The answer must consist of every line from the data that holds the string "namespace".

**Stored data entries:**
━━━
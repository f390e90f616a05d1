//! Extension Config CLI
//!
//! Reads, writes and watches a file-backed extension configuration store.

use anyhow::{Result, bail};
use clap::Parser;
use extension_config::cli::{Cli, Command};
use extension_config::config::{ConfigStore, Settings, SettingsLoader, Teardown};
use extension_config::error::{ErrorReport, StoreError};
use extension_config::format::{self, OutputFormat};
use extension_config::logging::{self, LogTarget};
use extension_config::storage::{self, FileStorage, StorageBackend};
use std::process::ExitCode;
use std::sync::Arc;
use tracing::{debug, info, warn};

#[tokio::main]
async fn main() -> ExitCode {
    let cli = Cli::parse();
    let output_format = cli.format;

    match run(cli).await {
        Ok(()) => ExitCode::SUCCESS,
        Err(e) => {
            report_error(&e, output_format);
            ExitCode::FAILURE
        }
    }
}

async fn run(cli: Cli) -> Result<()> {
    logging::init(&LogTarget::parse(&cli.log), cli.verbose)?;

    let mut loader = SettingsLoader::load(cli.settings.as_deref())?;
    if let Some(path) = loader.source_path() {
        info!("Using settings file {}", path.display());
    }

    // Command-line flags are the highest tier
    let overrides = loader.settings_mut();
    if let Some(dir) = cli.dir {
        overrides.storage.dir = Some(dir);
    }
    if let Some(namespace) = cli.namespace {
        overrides.storage.namespace = namespace;
    }
    let settings = loader.into_settings();

    let file_storage = open_storage(&settings)?;
    let backend: Arc<dyn StorageBackend> = file_storage.clone();
    let store = ConfigStore::new(backend, settings.store_defaults());

    match cli.command {
        Command::Get { key } => run_get(&store, key.as_deref(), cli.format).await?,
        Command::Set { key, value } => run_set(&store, &key, &value).await?,
        Command::Defaults => {
            println!(
                "{}",
                format::render_configuration(store.defaults(), cli.format)?
            );
        }
        Command::Watch { no_external } => {
            let external = settings.watch.external && !no_external;
            run_watch(&store, &file_storage, &settings, external, cli.format).await?;
        }
        Command::Path => {
            println!("{}", file_storage.path().display());
        }
    }

    Ok(())
}

/// Open the file backend in the first available storage directory.
fn open_storage(settings: &Settings) -> Result<Arc<FileStorage>> {
    let namespace = &settings.storage.namespace;
    let candidates = settings
        .storage_dir_candidates()
        .into_iter()
        .map(|dir| {
            dir.map(|d| FileStorage::open(d, namespace).map(Arc::new))
                .transpose()
        })
        .collect::<std::result::Result<Vec<_>, StoreError>>()?;

    let selected = storage::select_backend(candidates)?;
    debug!(backend = %selected.name(), "Selected storage backend");
    Ok(selected)
}

/// Run the get command
async fn run_get(store: &ConfigStore, key: Option<&str>, output: OutputFormat) -> Result<()> {
    let config = store.read_config().await?;
    let rendered = match key {
        None => format::render_configuration(&config, output)?,
        Some(key) => match config.get(key) {
            Some(value) => format::render_value(value, output)?,
            None => bail!("key '{}' is not set", key),
        },
    };
    println!("{}", rendered);
    Ok(())
}

/// Run the set command
async fn run_set(store: &ConfigStore, key: &str, raw_value: &str) -> Result<()> {
    let value = format::parse_cli_value(raw_value);
    store.set_config(key, value.clone()).await?;
    info!(key = %key, value = %value, "Configuration updated");
    Ok(())
}

/// Run the watch command: print the configuration on every rebuild.
async fn run_watch(
    store: &ConfigStore,
    file_storage: &FileStorage,
    settings: &Settings,
    external: bool,
    output: OutputFormat,
) -> Result<()> {
    // Keep the guard alive for as long as we watch
    let _guard = if external {
        match file_storage.watch_external(&settings.watch.watcher_config()) {
            Ok(guard) => Some(guard),
            Err(e) => {
                warn!(
                    "Failed to watch storage file: {}. \
                     Only changes made by this process will be reported.",
                    e
                );
                None
            }
        }
    } else {
        None
    };

    let handle = store
        .configure(move |config| {
            let rendered = format::render_configuration(&config, output);
            async move {
                match rendered {
                    Ok(text) => println!("{}", text),
                    Err(e) => warn!("Failed to render configuration: {}", e),
                }
                Teardown::from_fn(|| debug!("Configuration handler released"))
            }
        })
        .await?;

    info!(
        "Watching {}; press Ctrl-C to stop",
        file_storage.path().display()
    );
    tokio::signal::ctrl_c().await?;
    info!(rebuilds = handle.generation(), "Stopped watching");
    Ok(())
}

fn report_error(err: &anyhow::Error, output: OutputFormat) {
    if output == OutputFormat::Json
        && let Some(store_err) = err.downcast_ref::<StoreError>()
        && let Ok(json) = serde_json::to_string(&ErrorReport::from(store_err))
    {
        eprintln!("{}", json);
        return;
    }
    eprintln!("Error: {:#}", err);
}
━━━
**Response area:**
    if let Some(namespace) = cli.namespace {
        overrides.storage.namespace = namespace;
    let namespace = &settings.storage.namespace;
            dir.map(|d| FileStorage::open(d, namespace).map(Arc::new))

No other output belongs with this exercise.